■ Task requirements: All lines in the data bearing the string "TranslateData" should be identified and copied.

■ Saved entries:
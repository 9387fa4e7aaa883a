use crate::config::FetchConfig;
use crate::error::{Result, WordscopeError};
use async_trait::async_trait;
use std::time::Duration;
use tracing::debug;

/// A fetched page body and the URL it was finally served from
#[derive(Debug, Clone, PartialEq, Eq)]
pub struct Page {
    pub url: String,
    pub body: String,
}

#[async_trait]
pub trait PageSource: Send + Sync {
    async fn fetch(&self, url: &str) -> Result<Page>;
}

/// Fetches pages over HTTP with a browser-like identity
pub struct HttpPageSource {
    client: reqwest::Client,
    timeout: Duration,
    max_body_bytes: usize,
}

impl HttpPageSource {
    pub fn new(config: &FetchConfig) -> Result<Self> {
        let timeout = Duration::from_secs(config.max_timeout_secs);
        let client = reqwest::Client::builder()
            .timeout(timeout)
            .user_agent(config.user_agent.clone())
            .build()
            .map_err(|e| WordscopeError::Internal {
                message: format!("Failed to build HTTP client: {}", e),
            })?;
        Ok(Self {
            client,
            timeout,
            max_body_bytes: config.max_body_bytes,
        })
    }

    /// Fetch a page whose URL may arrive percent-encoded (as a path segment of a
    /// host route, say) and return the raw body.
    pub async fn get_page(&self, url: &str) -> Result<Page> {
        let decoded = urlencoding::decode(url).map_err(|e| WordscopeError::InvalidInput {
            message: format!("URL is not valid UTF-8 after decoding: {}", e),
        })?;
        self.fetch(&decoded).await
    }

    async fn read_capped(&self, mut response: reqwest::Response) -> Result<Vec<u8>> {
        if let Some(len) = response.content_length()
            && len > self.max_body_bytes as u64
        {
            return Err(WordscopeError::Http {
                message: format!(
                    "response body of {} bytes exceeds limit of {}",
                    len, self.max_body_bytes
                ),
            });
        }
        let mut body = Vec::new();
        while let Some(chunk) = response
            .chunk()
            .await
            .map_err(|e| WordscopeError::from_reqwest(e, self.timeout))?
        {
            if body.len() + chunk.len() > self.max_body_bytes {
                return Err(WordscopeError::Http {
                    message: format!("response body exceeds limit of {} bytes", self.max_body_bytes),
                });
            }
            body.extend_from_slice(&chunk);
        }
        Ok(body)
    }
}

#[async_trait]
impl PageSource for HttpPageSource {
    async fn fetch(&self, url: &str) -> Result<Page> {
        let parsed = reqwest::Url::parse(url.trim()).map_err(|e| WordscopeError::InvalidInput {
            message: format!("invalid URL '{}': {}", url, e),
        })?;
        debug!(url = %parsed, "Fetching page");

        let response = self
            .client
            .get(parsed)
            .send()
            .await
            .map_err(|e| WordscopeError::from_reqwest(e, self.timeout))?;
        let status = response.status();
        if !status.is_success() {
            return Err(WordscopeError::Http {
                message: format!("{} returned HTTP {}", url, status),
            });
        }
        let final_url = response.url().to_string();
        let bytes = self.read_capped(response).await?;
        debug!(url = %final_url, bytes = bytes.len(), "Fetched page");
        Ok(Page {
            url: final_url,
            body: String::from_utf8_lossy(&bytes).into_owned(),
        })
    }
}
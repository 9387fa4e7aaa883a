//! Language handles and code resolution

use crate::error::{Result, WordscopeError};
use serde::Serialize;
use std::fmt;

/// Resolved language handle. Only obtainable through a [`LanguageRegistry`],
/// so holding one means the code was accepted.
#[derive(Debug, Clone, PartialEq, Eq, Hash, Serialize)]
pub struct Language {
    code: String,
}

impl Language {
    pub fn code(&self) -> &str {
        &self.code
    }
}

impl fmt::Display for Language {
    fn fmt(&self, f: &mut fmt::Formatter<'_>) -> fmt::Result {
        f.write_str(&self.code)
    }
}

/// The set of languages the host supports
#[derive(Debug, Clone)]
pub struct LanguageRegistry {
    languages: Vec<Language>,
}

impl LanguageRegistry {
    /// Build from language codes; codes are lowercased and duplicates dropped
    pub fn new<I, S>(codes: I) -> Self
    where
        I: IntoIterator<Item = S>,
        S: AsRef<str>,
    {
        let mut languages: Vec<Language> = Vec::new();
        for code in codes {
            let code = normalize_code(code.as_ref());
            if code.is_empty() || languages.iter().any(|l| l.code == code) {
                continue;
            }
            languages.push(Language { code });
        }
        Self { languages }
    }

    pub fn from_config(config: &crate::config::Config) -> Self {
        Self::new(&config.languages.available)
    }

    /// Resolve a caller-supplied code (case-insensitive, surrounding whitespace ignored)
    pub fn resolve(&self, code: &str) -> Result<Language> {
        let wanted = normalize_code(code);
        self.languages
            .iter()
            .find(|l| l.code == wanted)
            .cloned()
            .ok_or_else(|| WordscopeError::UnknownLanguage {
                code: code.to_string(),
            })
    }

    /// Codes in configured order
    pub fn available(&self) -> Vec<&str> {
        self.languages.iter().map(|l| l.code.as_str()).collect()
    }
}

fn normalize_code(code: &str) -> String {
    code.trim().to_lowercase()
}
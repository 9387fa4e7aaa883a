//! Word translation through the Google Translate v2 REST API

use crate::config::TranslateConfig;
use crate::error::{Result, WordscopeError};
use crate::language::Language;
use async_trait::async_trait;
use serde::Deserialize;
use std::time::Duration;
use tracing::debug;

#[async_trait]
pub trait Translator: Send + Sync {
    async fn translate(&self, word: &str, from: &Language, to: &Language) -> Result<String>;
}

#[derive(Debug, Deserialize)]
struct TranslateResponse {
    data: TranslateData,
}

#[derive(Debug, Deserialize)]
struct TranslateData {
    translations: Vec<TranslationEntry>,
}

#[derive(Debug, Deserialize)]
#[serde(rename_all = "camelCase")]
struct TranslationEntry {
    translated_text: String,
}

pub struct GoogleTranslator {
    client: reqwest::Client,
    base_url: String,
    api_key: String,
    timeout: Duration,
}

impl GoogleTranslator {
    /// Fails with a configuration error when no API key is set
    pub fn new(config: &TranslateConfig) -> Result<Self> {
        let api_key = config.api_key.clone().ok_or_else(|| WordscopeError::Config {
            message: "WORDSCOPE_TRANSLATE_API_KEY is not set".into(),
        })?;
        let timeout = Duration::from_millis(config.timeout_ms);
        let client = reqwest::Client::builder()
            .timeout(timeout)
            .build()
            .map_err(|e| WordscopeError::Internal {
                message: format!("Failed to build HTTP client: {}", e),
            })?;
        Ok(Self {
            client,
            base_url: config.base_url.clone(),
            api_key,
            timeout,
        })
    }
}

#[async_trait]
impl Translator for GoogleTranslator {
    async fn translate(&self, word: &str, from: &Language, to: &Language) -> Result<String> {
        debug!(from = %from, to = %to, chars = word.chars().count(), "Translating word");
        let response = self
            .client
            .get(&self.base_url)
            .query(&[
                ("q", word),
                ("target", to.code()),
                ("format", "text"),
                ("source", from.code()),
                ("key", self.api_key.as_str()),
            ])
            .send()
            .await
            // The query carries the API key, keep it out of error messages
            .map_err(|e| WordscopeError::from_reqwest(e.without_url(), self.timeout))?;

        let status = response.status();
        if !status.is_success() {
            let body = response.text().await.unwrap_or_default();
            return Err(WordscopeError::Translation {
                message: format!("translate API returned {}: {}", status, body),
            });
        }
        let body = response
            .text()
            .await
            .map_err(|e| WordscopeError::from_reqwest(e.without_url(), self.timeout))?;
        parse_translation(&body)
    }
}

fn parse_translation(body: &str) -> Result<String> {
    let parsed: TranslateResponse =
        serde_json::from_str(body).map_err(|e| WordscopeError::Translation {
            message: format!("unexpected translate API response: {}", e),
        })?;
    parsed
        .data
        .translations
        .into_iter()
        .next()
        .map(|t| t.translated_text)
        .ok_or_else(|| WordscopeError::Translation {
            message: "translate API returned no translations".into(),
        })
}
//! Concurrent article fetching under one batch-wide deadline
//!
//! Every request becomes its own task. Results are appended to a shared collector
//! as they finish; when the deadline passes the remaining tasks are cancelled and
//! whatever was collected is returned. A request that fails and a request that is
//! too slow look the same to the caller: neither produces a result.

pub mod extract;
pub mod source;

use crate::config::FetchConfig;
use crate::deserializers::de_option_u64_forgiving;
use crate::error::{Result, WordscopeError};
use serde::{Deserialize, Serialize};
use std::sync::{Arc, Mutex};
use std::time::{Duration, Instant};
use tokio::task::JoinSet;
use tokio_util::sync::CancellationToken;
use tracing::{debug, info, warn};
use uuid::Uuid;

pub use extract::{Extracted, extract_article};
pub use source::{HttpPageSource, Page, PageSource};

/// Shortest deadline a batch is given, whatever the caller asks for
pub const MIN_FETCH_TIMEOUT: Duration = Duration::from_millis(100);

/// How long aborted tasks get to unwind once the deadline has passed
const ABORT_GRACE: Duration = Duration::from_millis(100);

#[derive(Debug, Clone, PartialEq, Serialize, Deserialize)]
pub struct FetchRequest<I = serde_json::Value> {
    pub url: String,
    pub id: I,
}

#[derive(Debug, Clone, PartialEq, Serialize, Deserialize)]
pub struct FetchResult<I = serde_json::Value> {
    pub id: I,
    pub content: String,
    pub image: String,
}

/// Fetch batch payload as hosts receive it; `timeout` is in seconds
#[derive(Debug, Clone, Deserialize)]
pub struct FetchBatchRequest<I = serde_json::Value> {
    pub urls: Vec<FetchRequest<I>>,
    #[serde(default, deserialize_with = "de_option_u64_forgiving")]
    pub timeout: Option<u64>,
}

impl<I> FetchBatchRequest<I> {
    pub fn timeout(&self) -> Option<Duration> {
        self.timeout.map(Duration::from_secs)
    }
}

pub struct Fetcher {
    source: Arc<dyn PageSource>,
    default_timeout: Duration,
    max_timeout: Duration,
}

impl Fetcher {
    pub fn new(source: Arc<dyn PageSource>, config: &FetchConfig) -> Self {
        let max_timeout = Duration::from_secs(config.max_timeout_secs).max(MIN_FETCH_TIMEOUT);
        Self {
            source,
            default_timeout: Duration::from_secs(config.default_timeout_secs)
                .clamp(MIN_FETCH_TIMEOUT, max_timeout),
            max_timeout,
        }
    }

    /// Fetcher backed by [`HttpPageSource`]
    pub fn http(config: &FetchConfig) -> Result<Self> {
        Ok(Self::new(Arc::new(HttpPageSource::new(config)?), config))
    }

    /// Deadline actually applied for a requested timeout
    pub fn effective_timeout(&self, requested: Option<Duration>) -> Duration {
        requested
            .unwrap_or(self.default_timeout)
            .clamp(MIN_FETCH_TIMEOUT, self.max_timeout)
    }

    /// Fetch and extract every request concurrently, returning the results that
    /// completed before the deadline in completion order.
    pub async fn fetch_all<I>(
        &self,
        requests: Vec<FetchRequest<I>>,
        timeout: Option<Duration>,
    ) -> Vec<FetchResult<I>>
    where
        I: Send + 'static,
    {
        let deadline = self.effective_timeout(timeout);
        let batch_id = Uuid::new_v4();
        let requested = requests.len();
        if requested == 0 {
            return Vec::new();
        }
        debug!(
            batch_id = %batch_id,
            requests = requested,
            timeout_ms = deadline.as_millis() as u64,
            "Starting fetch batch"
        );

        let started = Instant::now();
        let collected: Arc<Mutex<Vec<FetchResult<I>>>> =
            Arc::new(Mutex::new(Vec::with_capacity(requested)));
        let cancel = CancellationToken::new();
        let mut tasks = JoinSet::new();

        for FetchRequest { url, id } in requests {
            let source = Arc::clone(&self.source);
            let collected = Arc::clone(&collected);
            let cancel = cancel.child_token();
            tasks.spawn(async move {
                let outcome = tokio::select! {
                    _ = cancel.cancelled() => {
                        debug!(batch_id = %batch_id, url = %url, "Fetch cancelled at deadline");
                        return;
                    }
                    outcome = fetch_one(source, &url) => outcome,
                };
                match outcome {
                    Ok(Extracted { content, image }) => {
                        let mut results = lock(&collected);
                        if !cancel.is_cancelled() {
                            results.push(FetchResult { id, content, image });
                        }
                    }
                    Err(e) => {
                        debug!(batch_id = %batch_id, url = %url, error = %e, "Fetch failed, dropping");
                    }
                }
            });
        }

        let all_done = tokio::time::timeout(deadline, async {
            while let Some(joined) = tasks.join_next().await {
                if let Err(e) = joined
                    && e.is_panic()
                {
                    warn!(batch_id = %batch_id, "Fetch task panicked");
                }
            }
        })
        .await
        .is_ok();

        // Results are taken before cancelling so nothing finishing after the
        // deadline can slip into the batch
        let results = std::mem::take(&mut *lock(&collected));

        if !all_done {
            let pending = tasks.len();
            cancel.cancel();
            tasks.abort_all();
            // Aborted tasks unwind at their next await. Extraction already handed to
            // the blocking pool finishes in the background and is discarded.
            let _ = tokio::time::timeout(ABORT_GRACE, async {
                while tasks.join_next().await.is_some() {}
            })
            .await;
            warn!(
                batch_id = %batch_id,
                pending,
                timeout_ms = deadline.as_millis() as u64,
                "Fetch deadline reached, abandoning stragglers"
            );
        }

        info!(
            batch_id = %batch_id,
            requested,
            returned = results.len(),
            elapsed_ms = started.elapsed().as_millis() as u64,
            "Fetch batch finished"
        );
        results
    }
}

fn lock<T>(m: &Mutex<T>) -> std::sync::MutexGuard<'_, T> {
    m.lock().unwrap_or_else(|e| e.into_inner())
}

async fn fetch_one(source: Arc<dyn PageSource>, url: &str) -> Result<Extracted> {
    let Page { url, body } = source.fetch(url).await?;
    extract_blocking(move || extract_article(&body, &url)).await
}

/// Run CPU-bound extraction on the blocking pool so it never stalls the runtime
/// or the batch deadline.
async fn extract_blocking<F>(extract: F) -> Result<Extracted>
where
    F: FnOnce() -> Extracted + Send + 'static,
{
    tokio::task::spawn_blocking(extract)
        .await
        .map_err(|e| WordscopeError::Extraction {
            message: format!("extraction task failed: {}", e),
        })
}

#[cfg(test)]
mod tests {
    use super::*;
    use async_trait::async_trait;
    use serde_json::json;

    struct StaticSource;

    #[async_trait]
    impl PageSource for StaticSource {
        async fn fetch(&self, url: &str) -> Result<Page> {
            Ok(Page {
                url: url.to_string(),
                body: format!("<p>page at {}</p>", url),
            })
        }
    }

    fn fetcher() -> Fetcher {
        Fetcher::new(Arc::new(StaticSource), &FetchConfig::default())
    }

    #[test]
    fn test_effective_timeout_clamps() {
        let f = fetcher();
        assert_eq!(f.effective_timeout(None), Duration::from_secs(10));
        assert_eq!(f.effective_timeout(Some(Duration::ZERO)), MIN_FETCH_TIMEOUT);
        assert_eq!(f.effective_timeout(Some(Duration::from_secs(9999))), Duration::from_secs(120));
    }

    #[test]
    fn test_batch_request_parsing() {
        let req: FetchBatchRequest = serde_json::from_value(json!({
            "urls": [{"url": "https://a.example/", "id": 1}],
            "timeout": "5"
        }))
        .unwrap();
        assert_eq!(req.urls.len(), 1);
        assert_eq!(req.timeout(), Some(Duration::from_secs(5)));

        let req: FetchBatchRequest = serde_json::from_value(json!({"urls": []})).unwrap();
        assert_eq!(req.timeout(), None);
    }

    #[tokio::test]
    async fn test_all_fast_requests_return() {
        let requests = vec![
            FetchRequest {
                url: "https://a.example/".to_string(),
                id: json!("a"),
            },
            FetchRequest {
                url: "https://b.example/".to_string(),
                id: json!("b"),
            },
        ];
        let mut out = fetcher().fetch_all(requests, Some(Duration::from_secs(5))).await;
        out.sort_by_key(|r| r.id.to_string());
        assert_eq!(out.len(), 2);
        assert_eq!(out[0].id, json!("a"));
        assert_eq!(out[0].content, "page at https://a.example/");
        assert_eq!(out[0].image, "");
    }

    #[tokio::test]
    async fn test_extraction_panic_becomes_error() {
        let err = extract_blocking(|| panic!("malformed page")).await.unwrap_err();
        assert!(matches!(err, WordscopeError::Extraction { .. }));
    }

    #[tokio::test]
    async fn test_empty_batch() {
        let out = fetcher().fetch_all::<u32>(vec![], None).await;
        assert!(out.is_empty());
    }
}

■ Expected output:
    data: TranslateData,
struct TranslateData {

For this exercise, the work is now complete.